Treatment with Verastem’s duvelisib has shown sustained efficacy and safety in a trial with indolent non-Hodgkin’s lymphoma (iNHL) patients who had not responded well to Rituxan (rituximab) and chemotherapy or radioimmunotherapy.
These findings come from the DYNAMO Phase 2 study (NCT01882803). Dr. Pier Luigi Zinani presented the study, “DYNAMO: A Phase 2 Study Demonstrating the Clinical Activity of Duvelisib in Patients with Double-Refractory Indolent Non-Hodgkin Lymphoma,” at the 14th International Conference on Malignant Lymphoma (ICML), held June 14-17 in Lugano, Switzerland.
“The data we are presenting at ICML help fill in the clinical picture for those patients who receive duvelisib over a longer period,” Zinzani said in a news release. “Not only did duvelisib monotherapy continue to show robust and durable responses in double-refractory iNHL, but longer-term exposure to duvelisib did not reveal any unexpected safety findings.
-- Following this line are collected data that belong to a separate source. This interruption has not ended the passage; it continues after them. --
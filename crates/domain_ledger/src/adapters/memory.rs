//! In-memory ledger adapter
//!
//! Keeps each customer's entries and balance behind its own
//! `tokio::sync::Mutex`, so appends for one customer are serialized while
//! different customers proceed in parallel. Every lock acquisition is bounded
//! by the configured timeout and surfaces as [`LedgerError::Contention`].

use async_trait::async_trait;
use chrono::{DateTime, Utc};
use rust_decimal::Decimal;
use std::collections::{HashMap, HashSet};
use std::sync::atomic::{AtomicI64, Ordering};
use std::sync::Arc;
use std::time::Duration;
use tokio::sync::{Mutex, OwnedMutexGuard, RwLock};

use core_kernel::{
    AdapterHealth, CustomerId, DomainPort, HealthCheckResult, HealthCheckable, LedgerEntryId,
    PortError, SaleId,
};

use crate::entry::{EntryDraft, EntryKind, KindFilter, LedgerEntry};
use crate::error::LedgerError;
use crate::ports::{
    AppendReceipt, CustomerBalance, CustomerProfile, CustomerSnapshot, FeedQuery, LedgerReader,
    LedgerStore, ReferenceDirectory, SaleReference,
};
use crate::projector::apply_to_balance;
use crate::reporting::filter_entries;

#[derive(Debug, Default)]
struct CustomerBook {
    balance: Decimal,
    /// Insertion order
    entries: Vec<LedgerEntry>,
    /// Ids that already have a reversal
    reversed: HashSet<LedgerEntryId>,
    /// Set by the first successful append
    updated_at: Option<DateTime<Utc>>,
}

impl CustomerBook {
    fn find(&self, id: LedgerEntryId) -> Option<&LedgerEntry> {
        self.entries.iter().find(|e| e.id == id)
    }
}

/// Holds one customer's lock until dropped
///
/// Lets tests simulate a long-running append on another connection.
#[cfg(any(test, feature = "testing"))]
pub struct HeldCustomerLock {
    _guard: OwnedMutexGuard<CustomerBook>,
}

/// Ledger store backed by process memory
#[derive(Debug)]
pub struct InMemoryLedgerStore {
    books: RwLock<HashMap<CustomerId, Arc<Mutex<CustomerBook>>>>,
    index: RwLock<HashMap<LedgerEntryId, CustomerId>>,
    sequence: AtomicI64,
    lock_timeout: Duration,
}

impl Default for InMemoryLedgerStore {
    fn default() -> Self {
        Self::new(Duration::from_secs(5))
    }
}

impl InMemoryLedgerStore {
    pub fn new(lock_timeout: Duration) -> Self {
        Self {
            books: RwLock::new(HashMap::new()),
            index: RwLock::new(HashMap::new()),
            sequence: AtomicI64::new(0),
            lock_timeout,
        }
    }

    /// Acquires the customer's lock and keeps it until the returned value is
    /// dropped
    #[cfg(any(test, feature = "testing"))]
    pub async fn hold_customer_lock(&self, customer_id: CustomerId) -> HeldCustomerLock {
        let book = self.book_or_create(customer_id).await;
        HeldCustomerLock {
            _guard: book.lock_owned().await,
        }
    }

    async fn book(&self, customer_id: CustomerId) -> Option<Arc<Mutex<CustomerBook>>> {
        self.books.read().await.get(&customer_id).cloned()
    }

    async fn book_or_create(&self, customer_id: CustomerId) -> Arc<Mutex<CustomerBook>> {
        if let Some(book) = self.book(customer_id).await {
            return book;
        }
        let mut books = self.books.write().await;
        Arc::clone(books.entry(customer_id).or_default())
    }

    async fn lock(
        &self,
        book: Arc<Mutex<CustomerBook>>,
        operation: &str,
    ) -> Result<OwnedMutexGuard<CustomerBook>, LedgerError> {
        tokio::time::timeout(self.lock_timeout, book.lock_owned())
            .await
            .map_err(|_| {
                PortError::timeout(operation, self.lock_timeout.as_millis() as u64).into()
            })
    }

    async fn owner_of(&self, id: LedgerEntryId) -> Option<CustomerId> {
        self.index.read().await.get(&id).copied()
    }
}

fn newest_first(entries: &mut [LedgerEntry]) {
    entries.sort_by(|a, b| b.recency_key().cmp(&a.recency_key()));
}

impl DomainPort for InMemoryLedgerStore {}

#[async_trait]
impl HealthCheckable for InMemoryLedgerStore {
    async fn health_check(&self) -> HealthCheckResult {
        HealthCheckResult {
            adapter_id: "memory-ledger".to_string(),
            status: AdapterHealth::Healthy,
            latency_ms: 0,
            message: Some("In-memory store".to_string()),
            checked_at: Utc::now(),
        }
    }
}

#[async_trait]
impl LedgerReader for InMemoryLedgerStore {
    async fn list_by_customer(
        &self,
        customer_id: CustomerId,
        filter: KindFilter,
    ) -> Result<Vec<LedgerEntry>, LedgerError> {
        Ok(self.customer_snapshot(customer_id, filter).await?.entries)
    }

    async fn customer_snapshot(
        &self,
        customer_id: CustomerId,
        filter: KindFilter,
    ) -> Result<CustomerSnapshot, LedgerError> {
        let Some(book) = self.book(customer_id).await else {
            return Ok(CustomerSnapshot::empty(customer_id));
        };
        let book = self.lock(book, "customer_snapshot").await?;
        let mut entries: Vec<_> = book
            .entries
            .iter()
            .filter(|e| filter.matches(e.kind))
            .cloned()
            .collect();
        newest_first(&mut entries);
        Ok(CustomerSnapshot {
            customer_id,
            balance: book.balance,
            entries,
        })
    }

    async fn list_entries(&self, query: &FeedQuery) -> Result<Vec<LedgerEntry>, LedgerError> {
        let books: Vec<_> = match query.customer_id {
            Some(id) => self.book(id).await.into_iter().collect(),
            None => self.books.read().await.values().cloned().collect(),
        };

        let mut entries = Vec::new();
        for book in books {
            let book = self.lock(book, "list_entries").await?;
            entries.extend(book.entries.iter().cloned());
        }
        newest_first(&mut entries);
        Ok(filter_entries(&entries, query))
    }

    async fn find_entry(&self, id: LedgerEntryId) -> Result<Option<LedgerEntry>, LedgerError> {
        let Some(customer_id) = self.owner_of(id).await else {
            return Ok(None);
        };
        let Some(book) = self.book(customer_id).await else {
            return Ok(None);
        };
        let book = self.lock(book, "find_entry").await?;
        Ok(book.find(id).cloned())
    }

    async fn is_reversed(&self, id: LedgerEntryId) -> Result<bool, LedgerError> {
        let Some(customer_id) = self.owner_of(id).await else {
            return Ok(false);
        };
        let Some(book) = self.book(customer_id).await else {
            return Ok(false);
        };
        let book = self.lock(book, "is_reversed").await?;
        Ok(book.reversed.contains(&id))
    }

    async fn stored_balance(&self, customer_id: CustomerId) -> Result<Decimal, LedgerError> {
        let Some(book) = self.book(customer_id).await else {
            return Ok(Decimal::ZERO);
        };
        let book = self.lock(book, "stored_balance").await?;
        Ok(book.balance)
    }

    async fn balances(&self) -> Result<Vec<CustomerBalance>, LedgerError> {
        let books: Vec<_> = self
            .books
            .read()
            .await
            .iter()
            .map(|(id, book)| (*id, Arc::clone(book)))
            .collect();

        let mut rows = Vec::new();
        for (customer_id, book) in books {
            let book = self.lock(book, "balances").await?;
            if let Some(updated_at) = book.updated_at {
                rows.push(CustomerBalance {
                    customer_id,
                    balance: book.balance,
                    updated_at,
                });
            }
        }
        Ok(rows)
    }
}

#[async_trait]
impl LedgerStore for InMemoryLedgerStore {
    async fn append(&self, draft: EntryDraft) -> Result<AppendReceipt, LedgerError> {
        let book = self.book_or_create(draft.customer_id()).await;
        let mut book = self.lock(book, "append").await?;

        if let Some(target) = draft.reverses() {
            if book.find(target).is_none() {
                return Err(LedgerError::NotFound(target));
            }
            if book.reversed.contains(&target) {
                return Err(LedgerError::AlreadyReversed(target));
            }
        }
        let balance = apply_to_balance(book.balance, &draft)?;

        let now = Utc::now();
        let created_at = match book.updated_at {
            Some(last) if last > now => last,
            _ => now,
        };
        let sequence = self.sequence.fetch_add(1, Ordering::SeqCst) + 1;
        let entry = draft.into_entry(LedgerEntryId::new_v7(), sequence, created_at);

        self.index.write().await.insert(entry.id, entry.customer_id);
        if let (EntryKind::Reversed, Some(target)) = (entry.kind, entry.reverses) {
            book.reversed.insert(target);
        }
        book.balance = balance;
        book.updated_at = Some(created_at);
        book.entries.push(entry.clone());

        Ok(AppendReceipt { entry, balance })
    }
}

/// Reference directory backed by process memory
#[derive(Debug, Default)]
pub struct InMemoryDirectory {
    customers: RwLock<HashMap<CustomerId, CustomerProfile>>,
    sales: RwLock<HashMap<SaleId, SaleReference>>,
}

impl InMemoryDirectory {
    pub fn new() -> Self {
        Self::default()
    }

    pub async fn register_customer(&self, profile: CustomerProfile) {
        self.customers.write().await.insert(profile.id, profile);
    }

    pub async fn register_sale(&self, sale: SaleReference) {
        self.sales.write().await.insert(sale.id, sale);
    }
}

impl DomainPort for InMemoryDirectory {}

#[async_trait]
impl ReferenceDirectory for InMemoryDirectory {
    async fn customer_profiles(
        &self,
        ids: &[CustomerId],
    ) -> Result<HashMap<CustomerId, CustomerProfile>, PortError> {
        let customers = self.customers.read().await;
        Ok(ids
            .iter()
            .filter_map(|id| customers.get(id).map(|p| (*id, p.clone())))
            .collect())
    }

    async fn sale_references(
        &self,
        ids: &[SaleId],
    ) -> Result<HashMap<SaleId, SaleReference>, PortError> {
        let sales = self.sales.read().await;
        Ok(ids
            .iter()
            .filter_map(|id| sales.get(id).map(|s| (*id, s.clone())))
            .collect())
    }
}

#[cfg(test)]
mod tests {
    use super::*;
    use rust_decimal_macros::dec;

    fn top_up(customer: CustomerId, amount: Decimal) -> EntryDraft {
        EntryDraft::funds_added(customer, amount, None, None).unwrap()
    }

    #[tokio::test]
    async fn test_append_updates_balance_and_history() {
        let store = InMemoryLedgerStore::default();
        let customer = CustomerId::new();

        store.append(top_up(customer, dec!(100))).await.unwrap();
        let receipt = store.append(top_up(customer, dec!(50))).await.unwrap();

        assert_eq!(receipt.balance, dec!(150));
        assert_eq!(store.stored_balance(customer).await.unwrap(), dec!(150));

        let history = store.list_by_customer(customer, KindFilter::All).await.unwrap();
        assert_eq!(history.len(), 2);
        assert_eq!(history[0].amount, dec!(50));
        assert!(history[0].sequence > history[1].sequence);
    }

    #[tokio::test]
    async fn test_failed_first_append_leaves_no_balance_row() {
        let store = InMemoryLedgerStore::default();
        let customer = CustomerId::new();
        let draft = EntryDraft::consumed_by_sale(customer, dec!(10), SaleId::new()).unwrap();

        assert!(matches!(
            store.append(draft).await,
            Err(LedgerError::InsufficientBalance { .. })
        ));
        assert!(store.balances().await.unwrap().is_empty());
        assert_eq!(store.stored_balance(customer).await.unwrap(), Decimal::ZERO);
    }

    #[tokio::test]
    async fn test_second_reversal_rejected_by_store() {
        let store = InMemoryLedgerStore::default();
        let customer = CustomerId::new();
        let original = store.append(top_up(customer, dec!(100))).await.unwrap().entry;

        store.append(EntryDraft::reversal(&original, "a").unwrap()).await.unwrap();
        let second = store.append(EntryDraft::reversal(&original, "b").unwrap()).await;

        assert!(matches!(second, Err(LedgerError::AlreadyReversed(id)) if id == original.id));
        assert!(store.is_reversed(original.id).await.unwrap());
    }

    #[tokio::test]
    async fn test_held_lock_times_out_as_contention() {
        let store = InMemoryLedgerStore::new(Duration::from_millis(20));
        let customer = CustomerId::new();
        let _held = store.hold_customer_lock(customer).await;

        let result = store.append(top_up(customer, dec!(1))).await;
        assert!(matches!(result, Err(LedgerError::Contention(_))));
    }

    #[tokio::test]
    async fn test_feed_limit_and_filter() {
        let store = InMemoryLedgerStore::default();
        let a = CustomerId::new();
        let b = CustomerId::new();
        for _ in 0..3 {
            store.append(top_up(a, dec!(10))).await.unwrap();
            store.append(top_up(b, dec!(20))).await.unwrap();
        }

        let all = store.list_entries(&FeedQuery::default()).await.unwrap();
        assert_eq!(all.len(), 6);

        let only_b = store.list_entries(&FeedQuery::for_customer(b).limit(2)).await.unwrap();
        assert_eq!(only_b.len(), 2);
        assert!(only_b.iter().all(|e| e.customer_id == b));
    }

    #[tokio::test]
    async fn test_snapshot_of_unknown_customer_is_empty() {
        let store = InMemoryLedgerStore::default();
        let customer = CustomerId::new();
        let snapshot = store.customer_snapshot(customer, KindFilter::All).await.unwrap();
        assert_eq!(snapshot, CustomerSnapshot::empty(customer));
    }

    #[tokio::test(flavor = "multi_thread", worker_threads = 2)]
    async fn test_snapshot_stays_consistent_under_writes() {
        let store = Arc::new(InMemoryLedgerStore::default());
        let customer = CustomerId::new();

        let writer = {
            let store = store.clone();
            tokio::spawn(async move {
                for _ in 0..500 {
                    store.append(top_up(customer, dec!(1))).await.unwrap();
                }
            })
        };

        for _ in 0..500 {
            let snapshot = store.customer_snapshot(customer, KindFilter::All).await.unwrap();
            let sum: Decimal = snapshot.entries.iter().map(|e| e.amount).sum();
            assert_eq!(snapshot.balance, sum);
        }
        writer.await.unwrap();
    }

    #[tokio::test]
    async fn test_directory_skips_unknown_ids() {
        let directory = InMemoryDirectory::new();
        let known = CustomerId::new();
        directory
            .register_customer(CustomerProfile {
                id: known,
                name: "Ramesh Traders".into(),
                phone: None,
            })
            .await;

        let found = directory.customer_profiles(&[known, CustomerId::new()]).await.unwrap();
        assert_eq!(found.len(), 1);
        assert_eq!(found[&known].name, "Ramesh Traders");
    }
}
These results suggest duvelisib has favorable benefit-risk in double-refractory iNHL, and may provide an important new treatment option for a population in need of new targeted therapies.”
Duvelisib is an experimental drug that inhibits both the PI3K-delta and PI3K-gamma proteins, which are involved in various blood cancers including iNHL, chronic lymphocytic leukemia and T-cell lymphoma.
The Phase 2 DYNAMO trial evaluated the safety and efficacy of duvelisib in 129 patients with double-refractory iNHL, including follicular lymphoma (83 patients), small lymphocytic lymphoma (28 patients) and marginal zone lymphoma (18 patients). Patients had received a median of three prior regimens before enrolling in the trial.
In this group of patients, 47 percent (61 patients) responded to treatment. The overall response rate in each lymphoma subgroup was 43 percent in the follicular lymphoma subgroup, 68 percent among small lymphocytic lymphoma patients, and 33 percent in the marginal zone lymphoma subgroup. Response to duvelisib occurred within a median of two months.
Importantly, 88 percent of duvelisib-treated patients experienced a decrease in the size of their target lymph nodes. Their median duration of response was 10 months, median time to disease progression was nine months, and median overall survival was 27.8 months.
During a median follow-up of 18 months, duvelisib was considered safe and manageable. The most common severe side effects were low levels of neutrophils, a type of immune cells, and platelets, anemia and diarrhea. Patients also reported infections of all types and severity (56 percent).
“The clinical activity and durability of responses observed in the DYNAMO study seen across a range of highly refractory disease subtypes, together with the well-characterized and manageable safety profile, highlight the potential of this drug in lymphoid malignancies,” sai Dr. Hagop Youssoufian, Verastem’s head of hematology and oncology development. “What I find really encouraging is that we saw these results in patients refractory to both rituximab and chemotherapy, a specific population with unmet medical need.”